Got mine two weeks ago, and it has been on my wrist ever since. Blown away by Stowa's quality and dedication to detail.


----------



## bay

Accidentally banged mine on a car door and got a tiny mark on the bezel. It's tiny, but man the first cut is the deepest...


Sent from my iPhone using Tapatalk


----------



## tiananmensquare

Man those look amazing! Stowa should offer that blue as an option for their normal Flieger!


----------



## hidden830726

tiananmensquare said:


> Man those look amazing! Stowa should offer that blue as an option for their normal Flieger!


no, its suppose to be LE hahhah

Joking aside, i wouldnt mind a different blue flieger being offer, but definitely not the same sunburst dial.


----------



## Altanbulag

tiananmensquare said:


> Man those look amazing! Stowa should offer that blue as an option for their normal Flieger!


It really does look amazing AND ordinary in real life, I'm quite convinced this is nearly perfect as the 21st century Flieger (aka high-readability, simple mechanical watch).

More consistent than blued hands on black dial, dressier yet not kitsch, with its discreet sunburst, never annoying or too flashy even under direct sunlight.
The onion crown is more than enough as a reference to its history.

Superluminova yellowish hue becomes more integrated on this dark blue dial, they converge to make the watch more neutral but not dull. Even the AR coating seems to collaborate in a better way with the other elements.

I always needed the date in a watch: I really need those small steps which walk me under the surface.

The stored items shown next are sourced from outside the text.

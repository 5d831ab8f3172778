//! Mock OpenBao server
//!
//! Serves the versioned secret simulator until interrupted.

use anyhow::{Context, Result};
use bootroot_mock_openbao::{config::PORT_ENV, MockOpenBao, SimulatorConfig};
use clap::Parser;
use std::path::PathBuf;
use tracing::info;
use tracing_subscriber::EnvFilter;

#[derive(Parser)]
#[command(name = "mock-openbao")]
#[command(about = "Versioned OpenBao simulator for bootroot e2e tests", long_about = None)]
struct Cli {
    /// Interface to bind
    #[arg(long)]
    host: Option<String>,

    /// Port to listen on
    #[arg(short, long, env = PORT_ENV)]
    port: Option<u16>,

    /// Optional TOML config file
    #[arg(short, long)]
    config: Option<PathBuf>,

    /// Enable verbose logging
    #[arg(short, long)]
    verbose: bool,
}

#[tokio::main]
async fn main() -> Result<()> {
    let cli = Cli::parse();

    let default_level = if cli.verbose { "debug" } else { "info" };
    let filter =
        EnvFilter::try_from_default_env().unwrap_or_else(|_| EnvFilter::new(default_level));
    tracing_subscriber::fmt().with_env_filter(filter).init();

    let config = match &cli.config {
        Some(path) => SimulatorConfig::from_file(path)
            .with_context(|| format!("Failed to load config {}", path.display()))?,
        None => SimulatorConfig::default(),
    }
    .with_overrides(cli.host, cli.port);

    MockOpenBao::new(config)
        .serve_with_shutdown(async {
            let _ = tokio::signal::ctrl_c().await;
            info!("received Ctrl-C, shutting down");
        })
        .await
        .context("Mock OpenBao server failed")?;

    Ok(())
}
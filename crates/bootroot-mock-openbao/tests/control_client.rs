//! Control Client Tests
//!
//! Runs the simulator on a real loopback socket and drives it through
//! `ControlClient`, the way an external test driver would.

#![allow(clippy::unwrap_used, clippy::expect_used)]

use bootroot_mock_openbao::{
    ClientError, ControlClient, MockOpenBao, SecretItem, SecretKey, SimulatorConfig,
};
use reqwest::StatusCode;

async fn start() -> (bootroot_mock_openbao::RunningServer, ControlClient) {
    let server = MockOpenBao::new(SimulatorConfig::ephemeral())
        .spawn()
        .await
        .expect("server should bind");
    let client = ControlClient::new(server.base_url());
    (server, client)
}

#[tokio::test]
async fn test_login_and_health_over_socket() {
    let (server, client) = start().await;

    assert!(server.addr.port() != 0);
    assert!(client.health().await.unwrap());
    assert_eq!(client.login().await.unwrap(), "mock-client-token");

    server.shutdown().await.unwrap();
}

#[tokio::test]
async fn test_rotation_then_failure_then_recovery() {
    let (server, client) = start().await;

    let first = client.read_secret("edge-proxy", SecretItem::SecretId).await.unwrap();
    assert_eq!(first.status, StatusCode::OK);
    assert_eq!(first.data().unwrap()["secret_id"], "synced-secret-id-edge-proxy-v1");

    client.set_version("edge-proxy", SecretItem::SecretId, 2).await.unwrap();
    client.fail_next("edge-proxy", SecretItem::SecretId, 2).await.unwrap();

    for _ in 0..2 {
        let read = client.read_secret("edge-proxy", SecretItem::SecretId).await.unwrap();
        assert_eq!(read.status, StatusCode::INTERNAL_SERVER_ERROR);
        assert!(read.data().is_none());
    }

    let recovered = client.read_secret("edge-proxy", SecretItem::SecretId).await.unwrap();
    assert_eq!(recovered.status, StatusCode::OK);
    assert_eq!(recovered.data().unwrap()["secret_id"], "synced-secret-id-edge-proxy-v2");

    server.shutdown().await.unwrap();
}

#[tokio::test]
async fn test_rejected_control_call_surfaces_status() {
    let (server, client) = start().await;

    let err = client.set_version("", SecretItem::Trust, 1).await.unwrap_err();
    match err {
        ClientError::Status { status, body, .. } => {
            assert_eq!(status, StatusCode::BAD_REQUEST);
            assert!(body["errors"][0].as_str().unwrap().contains("service"));
        }
        other => panic!("unexpected error: {other}"),
    }

    let err = client.set_version("api", SecretItem::Trust, 0).await.unwrap_err();
    assert!(matches!(err, ClientError::Status { status, .. } if status == StatusCode::BAD_REQUEST));

    server.shutdown().await.unwrap();
}

#[tokio::test]
async fn test_reset_is_visible_through_shared_state() {
    let (server, client) = start().await;

    client.set_version("api", SecretItem::Eab, 6).await.unwrap();
    client.fail_next("api", SecretItem::Trust, 3).await.unwrap();
    assert_eq!(server.state.with_store(|store| store.tracked_keys()), 2);
    assert_eq!(
        server
            .state
            .with_store(|store| store.state(&SecretKey::new("api", SecretItem::Trust)))
            .pending_failures,
        3
    );

    client.reset().await.unwrap();
    assert_eq!(server.state.with_store(|store| store.tracked_keys()), 0);

    let read = client.read_secret("api", SecretItem::Eab).await.unwrap();
    assert_eq!(read.data().unwrap()["kid"], "synced-kid-api-v1");

    server.shutdown().await.unwrap();
}
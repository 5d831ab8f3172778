//! Secret item catalogue
//!
//! The agent pulls exactly four items per service from the KV mount. Anything
//! outside this set is not a secret the simulator knows how to render.

use serde::{Deserialize, Serialize};
use std::fmt;
use std::str::FromStr;

/// One of the per-service secrets the agent synchronises.
#[derive(Debug, Clone, Copy, PartialEq, Eq, Hash, PartialOrd, Ord, Serialize, Deserialize)]
#[serde(rename_all = "snake_case")]
pub enum SecretItem {
    /// AppRole secret id used for the next login.
    SecretId,
    /// ACME external account binding (key id + HMAC).
    Eab,
    /// Shared HMAC between the agent and the HTTP-01 responder.
    HttpResponderHmac,
    /// CA fingerprints and PEM bundle.
    Trust,
}

impl SecretItem {
    /// Every item, in path-segment order.
    pub const ALL: [SecretItem; 4] = [
        SecretItem::SecretId,
        SecretItem::Eab,
        SecretItem::HttpResponderHmac,
        SecretItem::Trust,
    ];

    /// Path segment used under `bootroot/services/<service>/`.
    pub fn as_str(self) -> &'static str {
        match self {
            SecretItem::SecretId => "secret_id",
            SecretItem::Eab => "eab",
            SecretItem::HttpResponderHmac => "http_responder_hmac",
            SecretItem::Trust => "trust",
        }
    }
}

impl fmt::Display for SecretItem {
    fn fmt(&self, f: &mut fmt::Formatter<'_>) -> fmt::Result {
        f.write_str(self.as_str())
    }
}

/// Returned when a path segment or control field names no known item.
#[derive(Debug, Clone, PartialEq, Eq, thiserror::Error)]
#[error("unknown secret item: {0}")]
pub struct UnknownItem(pub String);

impl FromStr for SecretItem {
    type Err = UnknownItem;

    fn from_str(s: &str) -> Result<Self, Self::Err> {
        SecretItem::ALL
            .into_iter()
            .find(|item| item.as_str() == s)
            .ok_or_else(|| UnknownItem(s.to_string()))
    }
}

/// Compound key under which the simulator tracks counters.
#[derive(Debug, Clone, PartialEq, Eq, Hash, PartialOrd, Ord)]
pub struct SecretKey {
    /// Service name as it appears in the secret path.
    pub service: String,
    /// Which secret of that service.
    pub item: SecretItem,
}

impl SecretKey {
    /// Key for `item` of `service`.
    pub fn new(service: impl Into<String>, item: SecretItem) -> Self {
        Self {
            service: service.into(),
            item,
        }
    }
}

impl fmt::Display for SecretKey {
    fn fmt(&self, f: &mut fmt::Formatter<'_>) -> fmt::Result {
        write!(f, "{}/{}", self.service, self.item)
    }
}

Only the strap needs to be changed. But sometimes I like it when it says to me: "I'm just a strap, man... Keep me simple and draw your life on me."

No, I'm not trying to sell you this watch. I'm just in love with it and it will stay with me until I can wind it with my wrist.

My other wrist is still available for a new baby. That will be the maximum extent of my illiterate collection of fine watches, that will keep me doing what I like to do ;-)


----------



## 84gt350

I just got #74 on Friday.....


----------



## Wrist_Watcher

Beautiful. Really love this version of the flieger. Very unique. They are sold out, correct?


----------



## hidden830726

Mr. Clemson said:


> Beautiful. Really love this version of the flieger. Very unique. They are sold out, correct?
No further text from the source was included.